With 12 billion parameters, this advanced model is designed for tasks like image captioning and object counting. Pixtral 12B, built on Mistral’s earlier text model Nemo 12B, can handle images of any size or quantity through either URLs or base64 encoding, making it versatile for a wide range of applications in fields requiring visual data analysis, such as content moderation, healthcare, and more.
Although there are no working web demos yet, Mistral has plans to enable testing soon. The Pixtral 12B will be accessible via the company's chatbot platform, Le Chat, and API-serving platform, Le Plateforme, in the near future. While not yet publicly tested, Pixtral 12B’s release marks an important step in Mistral’s efforts to compete in the growing field of AI multimodal models.
Mistral has made Pixtral 12B freely available under the Apache 2.0 licence, allowing users to download, fine-tune, and deploy the model without restrictions.

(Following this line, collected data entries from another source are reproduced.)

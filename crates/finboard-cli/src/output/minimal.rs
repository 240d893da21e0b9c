use serde_json::Value;

/// Print just the headline number from the output.
///
/// Looks for the key dashboard figures in priority order, then falls back
/// to the first field of the result object.
pub fn print_minimal(value: &Value) {
    let result = value
        .as_object()
        .and_then(|m| m.get("result"))
        .unwrap_or(value);

    let priority_keys = [
        "hhi",
        "closing_balance",
        "effective_streams",
        "level",
    ];

    if let Value::Object(map) = result {
        // Period summaries: lead with actual EBITDA.
        if let Some(ebitda) = map.get("actual").and_then(|a| a.get("ebitda")) {
            println!("{}", format_minimal(ebitda));
            return;
        }

        for key in &priority_keys {
            if let Some(val) = map.get(*key) {
                if !val.is_null() {
                    println!("{}", format_minimal(val));
                    return;
                }
            }
        }

        if let Some((key, val)) = map.iter().next() {
            println!("{}: {}", key, format_minimal(val));
            return;
        }
    }

    // Bridge output is an array; lead with the final step's end value.
    if let Value::Array(rows) = result {
        if let Some(last) = rows.last() {
            let end = last.get("end").unwrap_or(last);
            println!("{}", format_minimal(end));
            return;
        }
    }

    println!("{}", format_minimal(result));
}

fn format_minimal(value: &Value) -> String {
    match value {
        Value::String(s) => s.clone(),
        Value::Number(n) => n.to_string(),
        Value::Bool(b) => b.to_string(),
        Value::Null => "null".to_string(),
        _ => serde_json::to_string(value).unwrap_or_default(),
    }
}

The model can be accessed through a torrent link on GitHub or the AI development platform Hugging Face, making it easily available to developers and researchers.
It’s part of a growing trend of multimodal models, similar to OpenAI’s GPT-4 and Anthropic’s Claude family, that integrate both visual and textual understanding. At 24GB in size, the 12-billion-parameter architecture of Pixtral 12B indicates its strong problem-solving capabilities, as models with higher parameter counts tend to perform better.